- [YOUR INSTRUCTIONS]:
From the line below that contains "repository a7b9e89d2a83c731" to the line that contains "use crate::error::MediatorError;", repeat every line exactly, both ends included, and nothing else.

%%

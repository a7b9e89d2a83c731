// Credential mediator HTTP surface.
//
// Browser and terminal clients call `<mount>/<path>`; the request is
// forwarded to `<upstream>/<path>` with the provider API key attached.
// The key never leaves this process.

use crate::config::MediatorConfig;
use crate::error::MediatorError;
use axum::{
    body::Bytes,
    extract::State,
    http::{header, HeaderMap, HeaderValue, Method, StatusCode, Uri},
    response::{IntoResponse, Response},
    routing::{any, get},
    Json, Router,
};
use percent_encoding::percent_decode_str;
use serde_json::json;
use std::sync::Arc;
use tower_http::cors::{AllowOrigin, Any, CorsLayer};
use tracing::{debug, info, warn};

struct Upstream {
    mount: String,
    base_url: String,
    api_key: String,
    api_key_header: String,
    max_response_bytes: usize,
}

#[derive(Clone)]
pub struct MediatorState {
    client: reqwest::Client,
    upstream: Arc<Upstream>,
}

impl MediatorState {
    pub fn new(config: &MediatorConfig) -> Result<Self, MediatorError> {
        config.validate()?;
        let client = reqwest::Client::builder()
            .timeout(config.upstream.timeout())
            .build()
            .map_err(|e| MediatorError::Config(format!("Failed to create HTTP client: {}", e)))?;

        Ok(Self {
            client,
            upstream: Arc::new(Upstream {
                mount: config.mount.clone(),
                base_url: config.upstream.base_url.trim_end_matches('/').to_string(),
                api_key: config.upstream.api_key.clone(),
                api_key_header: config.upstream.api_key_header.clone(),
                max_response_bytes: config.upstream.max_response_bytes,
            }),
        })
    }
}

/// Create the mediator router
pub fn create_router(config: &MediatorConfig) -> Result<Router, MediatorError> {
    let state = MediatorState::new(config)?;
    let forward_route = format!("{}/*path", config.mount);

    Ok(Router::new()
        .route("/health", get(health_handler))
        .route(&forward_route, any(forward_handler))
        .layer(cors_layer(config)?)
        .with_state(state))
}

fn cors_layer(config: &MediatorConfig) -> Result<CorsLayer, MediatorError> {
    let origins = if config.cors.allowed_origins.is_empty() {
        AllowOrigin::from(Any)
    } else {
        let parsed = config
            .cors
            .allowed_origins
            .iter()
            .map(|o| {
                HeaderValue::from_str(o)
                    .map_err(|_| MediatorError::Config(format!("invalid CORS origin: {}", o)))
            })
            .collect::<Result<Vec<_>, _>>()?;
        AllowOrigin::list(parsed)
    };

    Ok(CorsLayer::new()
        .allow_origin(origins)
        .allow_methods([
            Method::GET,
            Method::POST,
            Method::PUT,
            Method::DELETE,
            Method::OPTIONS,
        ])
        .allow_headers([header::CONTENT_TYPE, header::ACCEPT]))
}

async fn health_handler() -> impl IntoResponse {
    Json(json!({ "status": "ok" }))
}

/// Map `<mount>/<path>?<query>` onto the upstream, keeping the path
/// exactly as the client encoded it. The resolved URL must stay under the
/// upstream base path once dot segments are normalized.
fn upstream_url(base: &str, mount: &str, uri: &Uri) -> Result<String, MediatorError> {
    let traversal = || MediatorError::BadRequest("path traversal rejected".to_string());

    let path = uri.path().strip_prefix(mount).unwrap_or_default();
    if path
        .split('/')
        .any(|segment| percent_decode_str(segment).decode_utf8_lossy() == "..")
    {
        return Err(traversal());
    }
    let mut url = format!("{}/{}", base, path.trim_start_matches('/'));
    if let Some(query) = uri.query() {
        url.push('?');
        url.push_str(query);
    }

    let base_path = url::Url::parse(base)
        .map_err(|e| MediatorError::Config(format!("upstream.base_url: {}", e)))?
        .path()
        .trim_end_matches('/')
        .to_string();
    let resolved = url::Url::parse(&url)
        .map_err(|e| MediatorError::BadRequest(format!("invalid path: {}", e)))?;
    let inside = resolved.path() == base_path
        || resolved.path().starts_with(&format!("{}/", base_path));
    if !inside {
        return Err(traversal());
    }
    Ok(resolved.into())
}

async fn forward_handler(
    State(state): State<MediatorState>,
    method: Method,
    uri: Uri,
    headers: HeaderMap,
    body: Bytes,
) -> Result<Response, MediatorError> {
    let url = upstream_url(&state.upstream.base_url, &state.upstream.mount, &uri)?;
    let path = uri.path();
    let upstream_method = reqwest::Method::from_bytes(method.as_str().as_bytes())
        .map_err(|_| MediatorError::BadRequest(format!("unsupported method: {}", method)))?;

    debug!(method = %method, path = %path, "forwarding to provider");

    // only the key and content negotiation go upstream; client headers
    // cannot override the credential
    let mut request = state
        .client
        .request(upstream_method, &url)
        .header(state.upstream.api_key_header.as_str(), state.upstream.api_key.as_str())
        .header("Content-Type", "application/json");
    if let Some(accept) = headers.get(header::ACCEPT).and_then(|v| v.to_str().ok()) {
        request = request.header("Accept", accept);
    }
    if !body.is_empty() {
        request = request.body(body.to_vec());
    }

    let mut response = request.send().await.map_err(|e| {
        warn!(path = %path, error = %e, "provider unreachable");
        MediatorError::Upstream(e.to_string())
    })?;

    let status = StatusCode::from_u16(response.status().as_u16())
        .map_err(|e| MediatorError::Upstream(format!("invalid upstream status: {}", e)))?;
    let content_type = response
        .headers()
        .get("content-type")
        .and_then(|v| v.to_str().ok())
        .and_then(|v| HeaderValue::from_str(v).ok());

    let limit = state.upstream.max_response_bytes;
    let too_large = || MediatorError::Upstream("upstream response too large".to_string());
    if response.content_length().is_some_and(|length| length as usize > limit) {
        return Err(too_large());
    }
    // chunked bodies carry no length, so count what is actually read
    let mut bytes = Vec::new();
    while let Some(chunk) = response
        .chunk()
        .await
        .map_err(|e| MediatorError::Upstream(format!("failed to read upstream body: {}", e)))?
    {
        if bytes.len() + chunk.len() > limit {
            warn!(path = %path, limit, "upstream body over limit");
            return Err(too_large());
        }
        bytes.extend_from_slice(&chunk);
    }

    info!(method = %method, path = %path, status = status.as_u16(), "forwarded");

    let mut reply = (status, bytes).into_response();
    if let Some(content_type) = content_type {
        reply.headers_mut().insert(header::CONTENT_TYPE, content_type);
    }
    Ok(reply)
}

%%
%%

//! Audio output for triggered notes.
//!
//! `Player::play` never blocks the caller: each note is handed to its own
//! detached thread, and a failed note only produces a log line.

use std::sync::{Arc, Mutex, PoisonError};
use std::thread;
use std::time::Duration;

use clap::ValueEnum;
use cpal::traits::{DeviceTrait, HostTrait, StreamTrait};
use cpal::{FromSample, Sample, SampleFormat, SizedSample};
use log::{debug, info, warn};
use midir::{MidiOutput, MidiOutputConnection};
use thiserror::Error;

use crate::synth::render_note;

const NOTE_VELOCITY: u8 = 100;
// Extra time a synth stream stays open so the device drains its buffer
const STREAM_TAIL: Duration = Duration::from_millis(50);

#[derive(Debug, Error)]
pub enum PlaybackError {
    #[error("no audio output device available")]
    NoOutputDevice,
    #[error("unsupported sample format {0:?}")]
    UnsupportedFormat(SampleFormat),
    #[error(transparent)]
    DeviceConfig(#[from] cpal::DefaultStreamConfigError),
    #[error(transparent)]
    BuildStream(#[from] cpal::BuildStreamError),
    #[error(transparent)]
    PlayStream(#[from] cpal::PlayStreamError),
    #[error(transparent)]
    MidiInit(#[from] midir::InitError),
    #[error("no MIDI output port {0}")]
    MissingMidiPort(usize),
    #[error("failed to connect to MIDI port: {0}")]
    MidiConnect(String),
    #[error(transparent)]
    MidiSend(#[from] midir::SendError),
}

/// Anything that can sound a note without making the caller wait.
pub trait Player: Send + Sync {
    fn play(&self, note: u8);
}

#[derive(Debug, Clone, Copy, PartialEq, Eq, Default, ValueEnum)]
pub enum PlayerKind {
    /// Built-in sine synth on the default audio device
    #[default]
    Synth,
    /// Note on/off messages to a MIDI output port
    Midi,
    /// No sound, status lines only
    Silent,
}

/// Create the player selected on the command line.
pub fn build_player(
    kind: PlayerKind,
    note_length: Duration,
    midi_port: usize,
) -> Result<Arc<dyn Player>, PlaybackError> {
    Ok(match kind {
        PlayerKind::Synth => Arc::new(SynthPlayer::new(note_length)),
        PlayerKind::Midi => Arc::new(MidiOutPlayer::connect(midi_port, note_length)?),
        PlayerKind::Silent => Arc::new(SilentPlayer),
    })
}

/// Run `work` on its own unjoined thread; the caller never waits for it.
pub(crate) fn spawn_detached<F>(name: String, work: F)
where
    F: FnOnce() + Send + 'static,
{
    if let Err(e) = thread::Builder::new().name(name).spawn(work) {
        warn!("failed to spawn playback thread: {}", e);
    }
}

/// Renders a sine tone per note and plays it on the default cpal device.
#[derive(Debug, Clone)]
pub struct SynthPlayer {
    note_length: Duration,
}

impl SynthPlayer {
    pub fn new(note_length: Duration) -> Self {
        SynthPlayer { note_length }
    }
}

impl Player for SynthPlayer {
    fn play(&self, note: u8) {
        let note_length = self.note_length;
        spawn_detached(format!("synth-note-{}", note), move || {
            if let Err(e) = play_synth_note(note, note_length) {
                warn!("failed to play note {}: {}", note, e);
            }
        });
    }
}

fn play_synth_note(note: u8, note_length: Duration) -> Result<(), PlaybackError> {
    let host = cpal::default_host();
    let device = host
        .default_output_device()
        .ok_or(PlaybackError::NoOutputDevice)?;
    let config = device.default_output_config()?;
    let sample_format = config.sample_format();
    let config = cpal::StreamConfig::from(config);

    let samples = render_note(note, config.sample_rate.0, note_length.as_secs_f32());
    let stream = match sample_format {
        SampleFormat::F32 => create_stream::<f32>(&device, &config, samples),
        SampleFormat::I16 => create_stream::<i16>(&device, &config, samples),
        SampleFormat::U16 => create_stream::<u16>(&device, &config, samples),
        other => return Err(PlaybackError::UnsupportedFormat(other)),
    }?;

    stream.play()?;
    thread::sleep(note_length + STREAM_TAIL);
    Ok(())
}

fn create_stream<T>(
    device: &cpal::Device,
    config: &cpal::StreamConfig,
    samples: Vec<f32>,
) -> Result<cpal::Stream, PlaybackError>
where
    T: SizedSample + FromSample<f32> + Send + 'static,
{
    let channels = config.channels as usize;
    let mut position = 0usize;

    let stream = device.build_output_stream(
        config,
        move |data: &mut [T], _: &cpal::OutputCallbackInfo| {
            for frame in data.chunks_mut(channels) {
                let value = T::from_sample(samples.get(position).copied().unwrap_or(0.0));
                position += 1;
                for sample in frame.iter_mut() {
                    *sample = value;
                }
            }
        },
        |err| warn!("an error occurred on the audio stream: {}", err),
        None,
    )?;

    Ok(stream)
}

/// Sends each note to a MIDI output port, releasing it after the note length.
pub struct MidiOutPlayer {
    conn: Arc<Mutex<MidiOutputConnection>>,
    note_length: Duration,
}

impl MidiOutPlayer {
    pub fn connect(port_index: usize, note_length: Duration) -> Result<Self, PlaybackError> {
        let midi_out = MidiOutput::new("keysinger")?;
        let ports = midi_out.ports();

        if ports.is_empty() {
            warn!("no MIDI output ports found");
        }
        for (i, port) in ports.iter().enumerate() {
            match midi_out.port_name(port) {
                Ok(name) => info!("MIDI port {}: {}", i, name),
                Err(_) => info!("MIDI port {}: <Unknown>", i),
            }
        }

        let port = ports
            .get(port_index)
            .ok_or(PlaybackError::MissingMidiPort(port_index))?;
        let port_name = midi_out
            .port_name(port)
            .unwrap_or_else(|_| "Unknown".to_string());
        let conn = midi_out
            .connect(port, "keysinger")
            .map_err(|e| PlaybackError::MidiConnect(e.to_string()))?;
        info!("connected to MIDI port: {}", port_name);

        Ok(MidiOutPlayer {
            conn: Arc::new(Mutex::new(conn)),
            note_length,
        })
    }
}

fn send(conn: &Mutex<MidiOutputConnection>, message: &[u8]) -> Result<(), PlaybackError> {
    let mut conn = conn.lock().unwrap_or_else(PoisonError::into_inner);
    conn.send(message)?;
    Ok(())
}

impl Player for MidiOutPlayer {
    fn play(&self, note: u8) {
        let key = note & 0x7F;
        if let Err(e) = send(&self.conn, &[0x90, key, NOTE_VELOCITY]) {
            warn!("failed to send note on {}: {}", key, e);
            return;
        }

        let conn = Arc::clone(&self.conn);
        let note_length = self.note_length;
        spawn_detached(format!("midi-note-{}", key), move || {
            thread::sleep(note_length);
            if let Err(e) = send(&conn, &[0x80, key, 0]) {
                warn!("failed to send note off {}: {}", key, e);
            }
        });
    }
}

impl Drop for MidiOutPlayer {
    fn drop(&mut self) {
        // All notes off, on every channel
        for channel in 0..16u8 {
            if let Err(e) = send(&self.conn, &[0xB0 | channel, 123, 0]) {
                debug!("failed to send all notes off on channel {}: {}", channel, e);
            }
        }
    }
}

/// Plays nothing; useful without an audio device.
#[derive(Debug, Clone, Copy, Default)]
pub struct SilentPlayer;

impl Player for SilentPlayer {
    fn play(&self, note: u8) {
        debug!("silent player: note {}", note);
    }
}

%%
%%

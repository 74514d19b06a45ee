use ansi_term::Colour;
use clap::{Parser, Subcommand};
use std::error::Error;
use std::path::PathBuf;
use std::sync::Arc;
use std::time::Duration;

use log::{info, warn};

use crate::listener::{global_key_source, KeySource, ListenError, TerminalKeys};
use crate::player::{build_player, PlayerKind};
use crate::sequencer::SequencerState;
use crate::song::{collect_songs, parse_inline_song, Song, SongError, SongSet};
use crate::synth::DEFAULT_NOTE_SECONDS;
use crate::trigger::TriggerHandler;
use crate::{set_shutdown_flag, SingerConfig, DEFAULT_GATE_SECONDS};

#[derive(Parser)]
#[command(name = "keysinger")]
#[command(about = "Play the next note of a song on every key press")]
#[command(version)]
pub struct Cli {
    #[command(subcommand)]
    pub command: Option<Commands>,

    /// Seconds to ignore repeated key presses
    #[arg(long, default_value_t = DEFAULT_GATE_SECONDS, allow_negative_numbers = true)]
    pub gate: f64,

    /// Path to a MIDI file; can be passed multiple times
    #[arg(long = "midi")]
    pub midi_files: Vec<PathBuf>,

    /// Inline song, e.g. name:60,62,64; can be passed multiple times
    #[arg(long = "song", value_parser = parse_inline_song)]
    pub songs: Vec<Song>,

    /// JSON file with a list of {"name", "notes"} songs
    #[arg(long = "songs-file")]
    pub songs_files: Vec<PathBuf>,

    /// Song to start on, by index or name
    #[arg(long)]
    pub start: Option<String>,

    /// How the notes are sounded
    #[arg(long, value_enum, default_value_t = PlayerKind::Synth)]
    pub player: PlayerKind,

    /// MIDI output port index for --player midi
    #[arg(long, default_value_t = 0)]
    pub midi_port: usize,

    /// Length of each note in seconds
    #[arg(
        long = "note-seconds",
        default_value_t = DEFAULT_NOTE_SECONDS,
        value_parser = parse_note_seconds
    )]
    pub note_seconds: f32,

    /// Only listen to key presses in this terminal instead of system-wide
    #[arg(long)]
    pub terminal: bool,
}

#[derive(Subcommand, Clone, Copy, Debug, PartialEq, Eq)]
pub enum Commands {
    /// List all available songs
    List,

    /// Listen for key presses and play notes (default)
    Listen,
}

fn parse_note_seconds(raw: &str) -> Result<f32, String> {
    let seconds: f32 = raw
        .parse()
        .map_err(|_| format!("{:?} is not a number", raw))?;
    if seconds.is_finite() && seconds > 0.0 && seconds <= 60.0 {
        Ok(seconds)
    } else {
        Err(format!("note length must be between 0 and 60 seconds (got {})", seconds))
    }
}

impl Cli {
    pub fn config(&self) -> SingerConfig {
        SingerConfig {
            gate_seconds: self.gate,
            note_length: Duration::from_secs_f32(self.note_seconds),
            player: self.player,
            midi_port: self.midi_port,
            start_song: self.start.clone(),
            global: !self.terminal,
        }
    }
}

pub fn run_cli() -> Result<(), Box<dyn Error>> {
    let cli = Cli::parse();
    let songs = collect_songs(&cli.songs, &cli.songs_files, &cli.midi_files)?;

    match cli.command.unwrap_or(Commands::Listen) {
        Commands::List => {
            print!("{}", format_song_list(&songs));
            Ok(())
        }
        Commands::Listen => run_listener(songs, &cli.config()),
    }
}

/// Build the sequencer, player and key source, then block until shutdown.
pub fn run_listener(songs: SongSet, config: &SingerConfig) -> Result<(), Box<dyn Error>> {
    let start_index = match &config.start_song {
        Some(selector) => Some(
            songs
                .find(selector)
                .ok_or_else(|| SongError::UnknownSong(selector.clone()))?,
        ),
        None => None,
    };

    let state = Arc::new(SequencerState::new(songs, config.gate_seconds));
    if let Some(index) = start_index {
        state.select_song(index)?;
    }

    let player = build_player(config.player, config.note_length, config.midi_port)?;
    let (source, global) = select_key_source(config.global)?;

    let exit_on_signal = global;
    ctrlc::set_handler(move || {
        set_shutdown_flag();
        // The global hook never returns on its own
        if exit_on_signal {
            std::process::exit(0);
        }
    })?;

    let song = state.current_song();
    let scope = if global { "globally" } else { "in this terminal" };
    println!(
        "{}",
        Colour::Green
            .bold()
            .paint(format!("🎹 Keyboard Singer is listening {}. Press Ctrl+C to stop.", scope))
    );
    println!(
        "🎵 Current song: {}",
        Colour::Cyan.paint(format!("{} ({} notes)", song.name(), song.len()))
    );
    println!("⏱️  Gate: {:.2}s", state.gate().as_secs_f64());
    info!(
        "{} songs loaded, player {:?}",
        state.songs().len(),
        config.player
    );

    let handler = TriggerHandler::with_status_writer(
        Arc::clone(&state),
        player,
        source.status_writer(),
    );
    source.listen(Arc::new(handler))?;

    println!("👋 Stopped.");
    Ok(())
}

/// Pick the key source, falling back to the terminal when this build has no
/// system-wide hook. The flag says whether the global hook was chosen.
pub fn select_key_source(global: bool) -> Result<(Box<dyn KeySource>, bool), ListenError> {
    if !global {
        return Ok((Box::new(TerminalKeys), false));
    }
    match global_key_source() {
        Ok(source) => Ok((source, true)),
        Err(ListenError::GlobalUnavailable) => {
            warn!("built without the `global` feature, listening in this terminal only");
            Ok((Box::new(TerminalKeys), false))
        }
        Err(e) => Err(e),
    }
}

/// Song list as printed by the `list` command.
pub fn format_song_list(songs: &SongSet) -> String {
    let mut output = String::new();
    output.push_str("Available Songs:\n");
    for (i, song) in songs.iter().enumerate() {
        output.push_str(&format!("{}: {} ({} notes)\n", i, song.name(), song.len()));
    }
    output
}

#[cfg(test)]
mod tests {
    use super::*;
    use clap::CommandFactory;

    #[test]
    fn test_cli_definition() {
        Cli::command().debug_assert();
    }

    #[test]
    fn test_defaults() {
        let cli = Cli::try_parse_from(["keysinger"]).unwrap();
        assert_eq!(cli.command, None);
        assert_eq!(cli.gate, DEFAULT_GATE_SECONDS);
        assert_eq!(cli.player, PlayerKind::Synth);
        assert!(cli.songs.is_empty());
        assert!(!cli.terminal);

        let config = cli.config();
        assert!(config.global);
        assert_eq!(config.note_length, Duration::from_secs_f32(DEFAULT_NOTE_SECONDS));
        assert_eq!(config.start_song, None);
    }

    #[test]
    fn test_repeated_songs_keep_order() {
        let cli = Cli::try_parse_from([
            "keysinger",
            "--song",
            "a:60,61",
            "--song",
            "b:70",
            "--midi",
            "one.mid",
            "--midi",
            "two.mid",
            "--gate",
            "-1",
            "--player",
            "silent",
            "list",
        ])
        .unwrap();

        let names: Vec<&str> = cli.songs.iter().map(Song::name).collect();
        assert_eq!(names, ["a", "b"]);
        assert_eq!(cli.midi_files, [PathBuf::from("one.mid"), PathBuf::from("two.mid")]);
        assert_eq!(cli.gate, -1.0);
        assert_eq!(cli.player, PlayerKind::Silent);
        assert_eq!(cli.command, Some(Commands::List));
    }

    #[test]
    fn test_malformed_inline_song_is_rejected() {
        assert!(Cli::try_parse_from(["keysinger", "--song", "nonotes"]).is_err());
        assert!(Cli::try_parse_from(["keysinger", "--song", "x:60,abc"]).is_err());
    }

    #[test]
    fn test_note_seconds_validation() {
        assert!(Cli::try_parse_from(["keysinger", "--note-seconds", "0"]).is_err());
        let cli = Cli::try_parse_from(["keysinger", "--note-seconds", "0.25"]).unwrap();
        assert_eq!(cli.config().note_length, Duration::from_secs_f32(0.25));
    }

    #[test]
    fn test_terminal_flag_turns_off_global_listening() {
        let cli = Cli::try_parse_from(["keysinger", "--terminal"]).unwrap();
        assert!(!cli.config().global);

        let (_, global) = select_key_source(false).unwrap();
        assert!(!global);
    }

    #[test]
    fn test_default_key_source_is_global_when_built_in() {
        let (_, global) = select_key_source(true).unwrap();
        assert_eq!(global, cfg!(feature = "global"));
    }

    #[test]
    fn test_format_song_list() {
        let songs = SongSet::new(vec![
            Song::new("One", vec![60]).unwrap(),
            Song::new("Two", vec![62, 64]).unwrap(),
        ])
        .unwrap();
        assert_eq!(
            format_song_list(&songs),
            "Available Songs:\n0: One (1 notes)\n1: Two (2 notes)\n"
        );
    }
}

%%

- [THE COMPLETED TASK]:
repository a7b9e89d2a83c731
// Credential mediator HTTP surface.
//
// Browser and terminal clients call `<mount>/<path>`; the request is
// forwarded to `<upstream>/<path>` with the provider API key attached.
// The key never leaves this process.

use crate::config::MediatorConfig;
use crate::error::MediatorError;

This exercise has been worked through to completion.